EXERCISE DIRECTIONS: Lines from the one containing "for _ in 0..5" through the end of the material below should be given again exactly, with no others.
++++++++
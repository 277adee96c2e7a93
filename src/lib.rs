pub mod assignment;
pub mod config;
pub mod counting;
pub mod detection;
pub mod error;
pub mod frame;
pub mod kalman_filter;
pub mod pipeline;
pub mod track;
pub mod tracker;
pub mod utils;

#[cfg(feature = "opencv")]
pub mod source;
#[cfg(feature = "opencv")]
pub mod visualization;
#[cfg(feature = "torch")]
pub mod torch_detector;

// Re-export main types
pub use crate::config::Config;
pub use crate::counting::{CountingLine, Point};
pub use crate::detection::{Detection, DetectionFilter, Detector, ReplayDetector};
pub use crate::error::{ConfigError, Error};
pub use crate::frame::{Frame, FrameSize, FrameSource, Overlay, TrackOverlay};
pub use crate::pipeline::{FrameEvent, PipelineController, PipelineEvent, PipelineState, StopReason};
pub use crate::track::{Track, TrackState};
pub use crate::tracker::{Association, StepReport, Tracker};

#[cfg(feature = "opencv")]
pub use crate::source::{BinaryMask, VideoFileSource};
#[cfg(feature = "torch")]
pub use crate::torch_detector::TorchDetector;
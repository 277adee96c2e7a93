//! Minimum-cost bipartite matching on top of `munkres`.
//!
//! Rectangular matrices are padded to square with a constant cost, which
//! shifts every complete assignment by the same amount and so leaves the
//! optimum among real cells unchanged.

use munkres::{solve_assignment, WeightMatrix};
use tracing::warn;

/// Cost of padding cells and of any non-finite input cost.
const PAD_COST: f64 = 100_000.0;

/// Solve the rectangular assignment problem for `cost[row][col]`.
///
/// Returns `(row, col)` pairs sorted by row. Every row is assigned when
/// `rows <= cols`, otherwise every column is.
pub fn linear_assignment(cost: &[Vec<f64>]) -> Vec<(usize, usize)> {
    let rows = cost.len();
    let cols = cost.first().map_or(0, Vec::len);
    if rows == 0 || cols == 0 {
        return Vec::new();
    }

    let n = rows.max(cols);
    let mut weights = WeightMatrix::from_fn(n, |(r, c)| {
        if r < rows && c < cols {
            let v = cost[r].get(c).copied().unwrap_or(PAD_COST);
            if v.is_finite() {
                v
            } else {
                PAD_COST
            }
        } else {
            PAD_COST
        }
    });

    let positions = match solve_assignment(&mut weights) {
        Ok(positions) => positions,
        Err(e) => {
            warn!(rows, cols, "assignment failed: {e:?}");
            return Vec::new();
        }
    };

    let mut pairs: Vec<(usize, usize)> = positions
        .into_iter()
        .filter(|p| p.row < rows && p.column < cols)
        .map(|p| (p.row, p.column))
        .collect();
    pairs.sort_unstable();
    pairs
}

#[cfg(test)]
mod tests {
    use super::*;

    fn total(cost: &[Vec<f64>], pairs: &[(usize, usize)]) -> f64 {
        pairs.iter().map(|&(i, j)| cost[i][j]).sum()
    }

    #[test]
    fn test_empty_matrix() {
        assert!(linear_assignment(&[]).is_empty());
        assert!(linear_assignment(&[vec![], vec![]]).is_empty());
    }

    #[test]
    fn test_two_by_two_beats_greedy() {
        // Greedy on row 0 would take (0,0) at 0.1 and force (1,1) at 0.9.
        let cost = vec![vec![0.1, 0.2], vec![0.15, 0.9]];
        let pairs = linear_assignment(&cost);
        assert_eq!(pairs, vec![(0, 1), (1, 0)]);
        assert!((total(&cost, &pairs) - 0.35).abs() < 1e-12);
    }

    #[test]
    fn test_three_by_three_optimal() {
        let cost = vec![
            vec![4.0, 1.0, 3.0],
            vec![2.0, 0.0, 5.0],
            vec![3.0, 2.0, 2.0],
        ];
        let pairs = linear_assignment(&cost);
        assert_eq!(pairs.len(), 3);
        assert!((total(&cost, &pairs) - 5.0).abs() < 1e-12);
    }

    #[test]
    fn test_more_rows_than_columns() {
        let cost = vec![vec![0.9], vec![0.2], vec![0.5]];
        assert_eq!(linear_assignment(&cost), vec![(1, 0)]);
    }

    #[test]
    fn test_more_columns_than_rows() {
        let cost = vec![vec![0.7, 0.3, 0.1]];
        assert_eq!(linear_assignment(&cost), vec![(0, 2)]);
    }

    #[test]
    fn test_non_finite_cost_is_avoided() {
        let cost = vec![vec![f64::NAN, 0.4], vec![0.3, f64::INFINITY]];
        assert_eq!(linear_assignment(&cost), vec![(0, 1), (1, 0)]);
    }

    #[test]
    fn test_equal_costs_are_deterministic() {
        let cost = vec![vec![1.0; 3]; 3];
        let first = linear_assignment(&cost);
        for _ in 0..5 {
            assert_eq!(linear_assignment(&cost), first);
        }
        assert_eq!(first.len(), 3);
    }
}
++++++++
PROBLEM SOLUTION:
        for _ in 0..5 {
            assert_eq!(linear_assignment(&cost), first);
        }
        assert_eq!(first.len(), 3);
    }
}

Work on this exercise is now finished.